== WHAT YOU NEED TO DO ==
Return, from the listing that follows, each line containing the word "derive".

== SOURCE INFORMATION ==
######

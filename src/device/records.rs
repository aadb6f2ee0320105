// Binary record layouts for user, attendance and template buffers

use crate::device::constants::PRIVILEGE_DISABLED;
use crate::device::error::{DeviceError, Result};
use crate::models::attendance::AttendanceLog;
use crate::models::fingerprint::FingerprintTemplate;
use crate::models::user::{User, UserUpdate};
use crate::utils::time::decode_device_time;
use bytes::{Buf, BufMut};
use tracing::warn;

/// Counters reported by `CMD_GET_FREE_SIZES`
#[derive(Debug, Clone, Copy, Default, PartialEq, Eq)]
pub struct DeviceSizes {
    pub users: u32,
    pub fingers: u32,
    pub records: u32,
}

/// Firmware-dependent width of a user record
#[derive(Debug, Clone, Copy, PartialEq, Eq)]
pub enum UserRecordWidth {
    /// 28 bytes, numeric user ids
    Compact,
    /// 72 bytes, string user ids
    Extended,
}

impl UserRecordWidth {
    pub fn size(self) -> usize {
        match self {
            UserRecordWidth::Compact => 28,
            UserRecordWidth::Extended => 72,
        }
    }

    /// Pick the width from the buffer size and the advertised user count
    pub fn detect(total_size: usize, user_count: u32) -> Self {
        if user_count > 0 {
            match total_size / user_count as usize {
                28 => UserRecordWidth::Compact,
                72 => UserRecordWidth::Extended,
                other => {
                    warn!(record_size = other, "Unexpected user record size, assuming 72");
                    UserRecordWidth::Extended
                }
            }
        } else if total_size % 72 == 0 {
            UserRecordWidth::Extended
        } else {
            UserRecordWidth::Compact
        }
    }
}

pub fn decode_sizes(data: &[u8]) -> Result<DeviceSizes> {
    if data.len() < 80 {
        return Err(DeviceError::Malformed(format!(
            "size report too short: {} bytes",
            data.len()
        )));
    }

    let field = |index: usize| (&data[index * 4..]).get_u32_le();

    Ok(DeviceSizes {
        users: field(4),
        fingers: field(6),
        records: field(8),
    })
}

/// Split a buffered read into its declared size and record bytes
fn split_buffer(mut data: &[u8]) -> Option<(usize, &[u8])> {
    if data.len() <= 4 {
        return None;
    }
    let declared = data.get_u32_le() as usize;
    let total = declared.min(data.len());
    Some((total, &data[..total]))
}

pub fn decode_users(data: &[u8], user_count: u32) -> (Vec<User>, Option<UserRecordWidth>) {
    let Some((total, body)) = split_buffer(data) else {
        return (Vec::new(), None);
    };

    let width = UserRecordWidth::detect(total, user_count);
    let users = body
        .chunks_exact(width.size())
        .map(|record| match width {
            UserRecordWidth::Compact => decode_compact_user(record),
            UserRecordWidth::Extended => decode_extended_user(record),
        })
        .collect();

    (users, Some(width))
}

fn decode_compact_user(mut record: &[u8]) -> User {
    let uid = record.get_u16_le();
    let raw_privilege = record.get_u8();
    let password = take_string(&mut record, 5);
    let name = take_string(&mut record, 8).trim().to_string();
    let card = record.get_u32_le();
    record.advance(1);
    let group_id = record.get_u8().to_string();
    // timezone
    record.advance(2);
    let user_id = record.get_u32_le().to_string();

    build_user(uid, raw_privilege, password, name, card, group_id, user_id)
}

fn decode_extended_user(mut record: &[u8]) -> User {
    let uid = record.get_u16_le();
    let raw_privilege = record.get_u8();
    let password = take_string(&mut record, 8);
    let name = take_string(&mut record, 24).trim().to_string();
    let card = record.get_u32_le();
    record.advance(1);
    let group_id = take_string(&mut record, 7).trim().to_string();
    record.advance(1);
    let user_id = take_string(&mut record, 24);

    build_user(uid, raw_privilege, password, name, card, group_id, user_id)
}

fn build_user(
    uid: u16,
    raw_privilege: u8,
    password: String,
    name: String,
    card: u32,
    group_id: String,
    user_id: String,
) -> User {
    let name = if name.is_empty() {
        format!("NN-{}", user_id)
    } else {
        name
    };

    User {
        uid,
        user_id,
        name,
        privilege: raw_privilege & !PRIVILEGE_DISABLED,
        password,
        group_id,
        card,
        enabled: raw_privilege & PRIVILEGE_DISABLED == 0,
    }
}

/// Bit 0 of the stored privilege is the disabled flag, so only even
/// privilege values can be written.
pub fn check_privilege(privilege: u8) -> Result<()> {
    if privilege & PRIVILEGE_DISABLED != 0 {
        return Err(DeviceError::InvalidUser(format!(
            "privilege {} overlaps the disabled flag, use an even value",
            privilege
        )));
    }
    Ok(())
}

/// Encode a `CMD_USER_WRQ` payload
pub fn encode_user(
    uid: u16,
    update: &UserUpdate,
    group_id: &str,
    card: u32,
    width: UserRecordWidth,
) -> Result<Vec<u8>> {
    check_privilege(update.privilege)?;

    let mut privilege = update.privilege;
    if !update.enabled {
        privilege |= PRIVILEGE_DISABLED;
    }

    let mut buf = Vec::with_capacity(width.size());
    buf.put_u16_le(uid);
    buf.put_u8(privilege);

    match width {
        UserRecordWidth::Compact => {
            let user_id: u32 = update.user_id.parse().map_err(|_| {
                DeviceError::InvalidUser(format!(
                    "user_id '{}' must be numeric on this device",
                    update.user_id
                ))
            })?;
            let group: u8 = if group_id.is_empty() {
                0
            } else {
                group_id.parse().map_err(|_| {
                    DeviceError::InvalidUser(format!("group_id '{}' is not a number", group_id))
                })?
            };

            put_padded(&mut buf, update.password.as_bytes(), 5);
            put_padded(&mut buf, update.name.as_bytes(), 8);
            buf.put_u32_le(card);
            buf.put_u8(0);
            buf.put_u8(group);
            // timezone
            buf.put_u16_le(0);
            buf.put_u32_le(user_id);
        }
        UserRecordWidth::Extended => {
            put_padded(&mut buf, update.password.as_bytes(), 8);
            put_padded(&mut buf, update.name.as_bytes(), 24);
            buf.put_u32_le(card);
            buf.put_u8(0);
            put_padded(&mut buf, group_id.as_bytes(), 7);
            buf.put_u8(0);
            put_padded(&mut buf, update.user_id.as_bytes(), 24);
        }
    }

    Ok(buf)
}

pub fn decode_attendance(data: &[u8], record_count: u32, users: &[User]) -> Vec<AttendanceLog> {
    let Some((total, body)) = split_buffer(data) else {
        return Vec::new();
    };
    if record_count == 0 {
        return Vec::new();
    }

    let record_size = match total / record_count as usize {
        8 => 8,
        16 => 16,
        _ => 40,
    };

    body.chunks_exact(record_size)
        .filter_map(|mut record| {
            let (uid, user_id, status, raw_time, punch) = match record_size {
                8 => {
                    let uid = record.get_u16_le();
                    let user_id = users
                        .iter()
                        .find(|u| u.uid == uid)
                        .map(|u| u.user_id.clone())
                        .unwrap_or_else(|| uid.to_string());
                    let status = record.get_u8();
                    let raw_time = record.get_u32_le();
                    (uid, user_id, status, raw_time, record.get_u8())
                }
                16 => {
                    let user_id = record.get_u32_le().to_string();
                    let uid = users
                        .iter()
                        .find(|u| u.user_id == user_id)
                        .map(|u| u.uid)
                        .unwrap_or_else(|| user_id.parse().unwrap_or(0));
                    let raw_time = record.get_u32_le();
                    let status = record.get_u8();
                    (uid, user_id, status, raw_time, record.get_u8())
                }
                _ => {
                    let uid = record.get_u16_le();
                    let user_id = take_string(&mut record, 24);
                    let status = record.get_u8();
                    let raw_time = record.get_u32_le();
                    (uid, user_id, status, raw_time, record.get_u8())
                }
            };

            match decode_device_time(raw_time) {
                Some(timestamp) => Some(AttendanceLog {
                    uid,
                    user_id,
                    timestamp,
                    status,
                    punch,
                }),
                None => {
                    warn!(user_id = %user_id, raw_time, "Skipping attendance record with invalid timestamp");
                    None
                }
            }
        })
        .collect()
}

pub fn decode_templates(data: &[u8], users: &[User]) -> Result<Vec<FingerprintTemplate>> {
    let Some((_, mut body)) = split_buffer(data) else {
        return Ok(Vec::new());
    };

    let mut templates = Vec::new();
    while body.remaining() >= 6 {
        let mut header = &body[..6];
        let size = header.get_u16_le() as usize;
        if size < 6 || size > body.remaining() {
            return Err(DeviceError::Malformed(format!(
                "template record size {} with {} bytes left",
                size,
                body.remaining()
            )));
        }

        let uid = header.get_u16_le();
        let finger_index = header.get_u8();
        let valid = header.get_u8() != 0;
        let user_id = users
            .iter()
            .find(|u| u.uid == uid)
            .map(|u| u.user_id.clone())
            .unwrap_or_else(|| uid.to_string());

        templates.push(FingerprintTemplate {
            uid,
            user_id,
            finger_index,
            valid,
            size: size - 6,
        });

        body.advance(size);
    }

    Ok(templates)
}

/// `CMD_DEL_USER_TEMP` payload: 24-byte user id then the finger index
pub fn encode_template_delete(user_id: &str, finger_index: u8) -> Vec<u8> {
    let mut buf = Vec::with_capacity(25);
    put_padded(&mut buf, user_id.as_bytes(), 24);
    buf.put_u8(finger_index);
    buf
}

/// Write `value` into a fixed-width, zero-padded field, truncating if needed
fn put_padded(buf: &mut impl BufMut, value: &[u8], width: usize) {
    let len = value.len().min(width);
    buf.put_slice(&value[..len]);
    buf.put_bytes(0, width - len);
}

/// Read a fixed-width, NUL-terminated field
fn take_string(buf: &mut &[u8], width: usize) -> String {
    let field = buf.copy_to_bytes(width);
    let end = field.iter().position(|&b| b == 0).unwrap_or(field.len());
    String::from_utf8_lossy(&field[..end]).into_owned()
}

######

== FINAL ANSWER ==
#[derive(Debug, Clone, Copy, Default, PartialEq, Eq)]
#[derive(Debug, Clone, Copy, PartialEq, Eq)]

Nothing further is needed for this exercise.